• [Exercise details]: Look for the word "missing". Copy every line of the listing where it occurs.
++++++++
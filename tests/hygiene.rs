//! Hygiene: enforces coding standards at test time.
//!
//! Scans `src/` (excluding `*_test.rs` files) for patterns the crate keeps
//! out of production code. Each pattern has a budget, ideally zero. The
//! budget never grows: to add one, remove an existing one first.
#![allow(clippy::absurd_extreme_comparisons)]

use std::fs;
use std::path::Path;

struct Budget {
    pattern: &'static str,
    max: usize,
    why: &'static str,
}

// Panics crash the event loop that every open board shares.
const PANICS: &[Budget] = &[
    Budget { pattern: ".unwrap()", max: 0, why: "propagate or log instead" },
    Budget { pattern: ".expect(", max: 0, why: "propagate or log instead" },
    Budget { pattern: "panic!(", max: 0, why: "return an error" },
    Budget { pattern: "unreachable!(", max: 0, why: "model the state instead" },
    Budget { pattern: "todo!(", max: 0, why: "finish the stub" },
    Budget { pattern: "unimplemented!(", max: 0, why: "finish the stub" },
];

// Silent loss discards errors without inspecting them.
const SILENT_LOSS: &[Budget] = &[
    Budget { pattern: "let _ =", max: 0, why: "inspect or log the result" },
    Budget { pattern: ".ok()", max: 0, why: "match and log the error" },
];

// Output goes through tracing, and async code never blocks the runtime.
const STYLE: &[Budget] = &[
    Budget { pattern: "#[allow(dead_code)]", max: 0, why: "delete the dead code" },
    Budget { pattern: "println!(", max: 0, why: "use tracing" },
    Budget { pattern: "eprintln!(", max: 0, why: "use tracing" },
    Budget { pattern: "dbg!(", max: 0, why: "remove debugging output" },
    Budget { pattern: "std::thread::sleep", max: 0, why: "use tokio::time" },
];

// Input and gesture types are read by UI code; every public field and
// variant carries a doc line.
const DOCUMENTED_MEMBERS: &[&str] = &["src/input.rs", "src/slack.rs"];

struct SourceFile {
    path: String,
    content: String,
}

fn source_files() -> Vec<SourceFile> {
    let mut files = Vec::new();
    collect_rs_files(Path::new("src"), &mut files);
    files
}

fn collect_rs_files(dir: &Path, out: &mut Vec<SourceFile>) {
    let Ok(entries) = fs::read_dir(dir) else {
        return;
    };
    for entry in entries.flatten() {
        let path = entry.path();
        if path.is_dir() {
            collect_rs_files(&path, out);
            continue;
        }
        let path_str = path.to_string_lossy().to_string();
        if !path_str.ends_with(".rs") || path_str.ends_with("_test.rs") {
            continue;
        }
        if let Ok(content) = fs::read_to_string(&path) {
            out.push(SourceFile { path: path_str, content });
        }
    }
}

/// Lines of production code matching `pattern`, per file.
fn hits(files: &[SourceFile], pattern: &str) -> Vec<(String, usize)> {
    files
        .iter()
        .filter_map(|file| {
            let count = file.content.lines().filter(|line| line.contains(pattern)).count();
            (count > 0).then(|| (file.path.clone(), count))
        })
        .collect()
}

fn check(budgets: &[Budget]) {
    let files = source_files();
    assert!(!files.is_empty(), "no sources found; run from the crate root");

    let mut report = Vec::new();
    for budget in budgets {
        let found = hits(&files, budget.pattern);
        let count: usize = found.iter().map(|(_, c)| c).sum();
        if count > budget.max {
            let listing: Vec<String> = found.iter().map(|(path, c)| format!("    {path}: {c}")).collect();
            report.push(format!(
                "{} budget exceeded: found {count}, max {} ({}).\n{}",
                budget.pattern,
                budget.max,
                budget.why,
                listing.join("\n")
            ));
        }
    }
    assert!(report.is_empty(), "{}", report.join("\n"));
}

#[test]
fn panic_budget() {
    check(PANICS);
}

#[test]
fn silent_loss_budget() {
    check(SILENT_LOSS);
}

#[test]
fn style_budget() {
    check(STYLE);
}

#[test]
fn every_module_has_docs() {
    let undocumented: Vec<String> = source_files()
        .into_iter()
        .filter(|f| !f.path.ends_with("main.rs") && !f.content.starts_with("//!"))
        .map(|f| f.path)
        .collect();
    assert!(undocumented.is_empty(), "modules without //! docs: {undocumented:?}");
}

/// Public fields and enum variants of top-level types with no `///` line
/// (or `#[error]` message) above them, as 1-based line numbers.
fn undocumented_members(content: &str) -> Vec<usize> {
    let lines: Vec<&str> = content.lines().collect();
    let mut in_type: Option<bool> = None;
    let mut missing = Vec::new();
    for (i, line) in lines.iter().enumerate() {
        if line.ends_with('{') && (line.starts_with("pub struct ") || line.starts_with("pub enum ")) {
            in_type = Some(line.starts_with("pub enum "));
            continue;
        }
        if *line == "}" {
            in_type = None;
            continue;
        }
        let Some(is_enum) = in_type else {
            continue;
        };
        if !line.starts_with("    ") || line.starts_with("     ") {
            continue;
        }
        let item = line.trim_start();
        if item.starts_with("//") || item.starts_with("#[") || (!is_enum && !item.starts_with("pub ")) {
            continue;
        }
        let mut j = i;
        while j > 0 && lines[j - 1].trim_start().starts_with("#[") && !lines[j - 1].trim_start().starts_with("#[error") {
            j -= 1;
        }
        let above = if j > 0 { lines[j - 1].trim_start() } else { "" };
        if !above.starts_with("///") && !above.starts_with("#[error") {
            missing.push(i + 1);
        }
    }
    missing
}

#[test]
fn public_fields_and_variants_are_documented() {
    let mut report = Vec::new();
    for path in DOCUMENTED_MEMBERS {
        let content = fs::read_to_string(path).unwrap_or_default();
        assert!(!content.is_empty(), "{path} not found; run from the crate root");
        for line in undocumented_members(&content) {
            report.push(format!("    {path}:{line}"));
        }
    }
    assert!(report.is_empty(), "undocumented public members:\n{}", report.join("\n"));
}

#[test]
fn undocumented_member_is_reported() {
    let sample = "pub enum Button {\n    /// Left.\n    Primary,\n    Middle,\n}\n\npub struct Modifiers {\n    /// Shift.\n    pub shift: bool,\n    pub ctrl: bool,\n    hidden: bool,\n}\n";
    assert_eq!(undocumented_members(sample), vec![4, 10]);
}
++++++++
• [Finished exercise]:
    let mut missing = Vec::new();
            missing.push(i + 1);
    missing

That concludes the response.